C’est en mars dernier que Katie Mohan, 57 ans, décide de suivre les conseils d’un médecin repérés sur Instagram, qui évoquait les vertus anti-inflammatoires du curcuma, en particulier pour les douleurs articulaires. Convaincue par cette présentation, elle commence à consommer des gélules contenant du curcuma ou sa substance active, la curcumine, dans l’espoir de soulager ses douleurs chroniques.

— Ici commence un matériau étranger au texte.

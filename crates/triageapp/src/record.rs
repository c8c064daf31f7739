//! # Task Records
//!
//! A [`TaskRecord`] is the durable form of a [`Task`]: paths only, no probed metadata and no
//! decode state. It is what the [`TaskStore`](crate::store::TaskStore) reads and writes.
//!
//! ```yaml
//! custom_categories:
//! - name: Cats
//!   path: /photos/cats
//! files:            # pending, front first
//! - /photos/inbox/b.jpg
//! reviewed_files:   # bottom of the stack first
//! - /photos/cats/a.jpg
//! init_file_count: 2
//! ```
//!
//! All four keys are required; `init_file_count` may be `null`.
//!
//! ## Reconciliation
//!
//! Files get moved and deleted between sessions. [`TaskRecord::into_task`] keeps every path
//! that still exists, in recorded order, and drops the rest. Categories are kept only while
//! their directory exists. Drops are logged and counted in the [`ReconcileReport`], never
//! treated as errors. A surviving path whose extension is neither an image nor a video
//! extension *is* an error: the record cannot be turned back into items.
//!
//! `init_file_count` is restored verbatim even when items were dropped, so the percentage
//! complete may no longer reach 100.

use crate::categories::CategoryRegistry;
use crate::config::ExtensionGroups;
use crate::error::Result;
use crate::model::{Category, Item};
use crate::sequence::{PendingQueue, ReviewedStack};
use crate::task::Task;
use serde::{Deserialize, Serialize};
use std::path::{Path, PathBuf};

#[derive(Debug, Clone, PartialEq, Eq, Serialize, Deserialize)]
pub struct TaskRecord {
    pub custom_categories: Vec<Category>,
    pub files: Vec<PathBuf>,
    pub reviewed_files: Vec<PathBuf>,
    // Present-but-nullable: a missing key is a malformed record.
    #[serde(deserialize_with = "Option::deserialize")]
    pub init_file_count: Option<usize>,
}

/// What reconciliation dropped while loading a record.
#[derive(Debug, Clone, Default, PartialEq, Eq, Serialize)]
pub struct ReconcileReport {
    pub dropped_pending: Vec<PathBuf>,
    pub dropped_reviewed: Vec<PathBuf>,
    pub dropped_categories: Vec<Category>,
}

impl ReconcileReport {
    pub fn dropped_count(&self) -> usize {
        self.dropped_pending.len() + self.dropped_reviewed.len() + self.dropped_categories.len()
    }

    pub fn is_clean(&self) -> bool {
        self.dropped_count() == 0
    }
}

impl TaskRecord {
    pub fn from_task(task: &Task) -> Self {
        Self {
            custom_categories: task.categories().iter().cloned().collect(),
            files: task
                .pending()
                .iter()
                .map(|item| item.path().to_path_buf())
                .collect(),
            reviewed_files: task
                .reviewed()
                .iter()
                .map(|item| item.path().to_path_buf())
                .collect(),
            init_file_count: task.init_file_count(),
        }
    }

    /// Rebuilds a task from this record, reconciling against the filesystem.
    /// `origin` becomes the task's record path.
    pub fn into_task(
        self,
        groups: &ExtensionGroups,
        origin: impl Into<PathBuf>,
    ) -> Result<(Task, ReconcileReport)> {
        let mut report = ReconcileReport::default();

        let (files, dropped) = keep_existing(self.files);
        for path in &dropped {
            tracing::warn!(path = %path.display(), "pending file no longer exists, dropping");
        }
        report.dropped_pending = dropped;

        let (reviewed_files, dropped) = keep_existing(self.reviewed_files);
        for path in &dropped {
            tracing::warn!(path = %path.display(), "reviewed file no longer exists, dropping");
        }
        report.dropped_reviewed = dropped;

        let (categories, dropped): (Vec<Category>, Vec<Category>) = self
            .custom_categories
            .into_iter()
            .partition(|c| c.path.is_dir());
        for category in &dropped {
            tracing::warn!(
                name = %category.name,
                path = %category.path.display(),
                "category directory no longer exists, dropping"
            );
        }
        report.dropped_categories = dropped;

        let pending: PendingQueue<Item> = classify(files, groups)?.into_iter().collect();
        let reviewed: ReviewedStack<Item> =
            classify(reviewed_files, groups)?.into_iter().collect();
        let registry: CategoryRegistry = categories.into_iter().collect();

        let mut task = Task::from_parts(pending, reviewed, registry, self.init_file_count);
        task.set_record_path(origin);

        Ok((task, report))
    }
}

fn keep_existing(paths: Vec<PathBuf>) -> (Vec<PathBuf>, Vec<PathBuf>) {
    paths.into_iter().partition(|p| Path::new(p).exists())
}

fn classify(paths: Vec<PathBuf>, groups: &ExtensionGroups) -> Result<Vec<Item>> {
    paths
        .into_iter()
        .map(|path| {
            let kind = groups.classify(&path)?;
            Ok(Item::new(path, kind))
        })
        .collect()
}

Au fil des semaines, pourtant, la santé de l’Américaine décline lentement mais sûrement. Maux d’estomac persistants, nausées, fatigue, urines foncées… Autant de symptômes qu’elle ne relie pas immédiatement à la prise quotidienne de ces compléments. « Je ne me sentais pas bien en général », confie-t-elle plus tard à NBC News. Le lien entre ces troubles et sa routine de supplémentation lui échappe totalement.
Une révélation télévisée et une hospitalisation d’urgence
C’est en mai que la situation bascule. En regardant un reportage sur la hausse inquiétante des cas d’intoxication hépatique liés aux plantes médicinales, Katie Mohan comprend enfin. « J’ai eu une révélation. J’avais empoisonné mon foie », déclare-t-elle. Le lendemain, elle se rend aux urgences, où une batterie d’analyses révèle des résultats alarmants.
Les examens montrent un taux d’enzymes hépatiques 60 fois supérieur à la normale, une indication claire d’un dysfonctionnement hépatique majeur. Rapidement transférée dans un hôpital spécialisé à New York, elle frôle l’insuffisance hépatique terminale. « Katie était à deux doigts d’une greffe », confirme le Dr Nikolaos Pyrsopoulos, hépatologue au NYU Langone.

Pendant six jours, la patiente est placée sous traitement intensif, avec perfusions et surveillance constante. Grâce à une prise en charge rapide, son foie commence à se régénérer, et elle peut regagner son domicile début juillet. Éprouvée, elle confie : « Je ne prendrai plus jamais de compléments alimentaires ! »
Des effets secondaires connus mais sous-estimés
Le cas de Katie Mohan n’est pas isolé. En 2022, l’Agence nationale de sécurité sanitaire (Anses) a recensé une centaine de signalements d’hépatites liées à des gélules de curcuma, confirmant que cette plante, pourtant naturelle, n’est pas exempte de risques. Le danger réside souvent dans les concentrations élevées de curcumine contenues dans certains compléments, bien supérieures à ce que l’on trouve dans l’alimentation.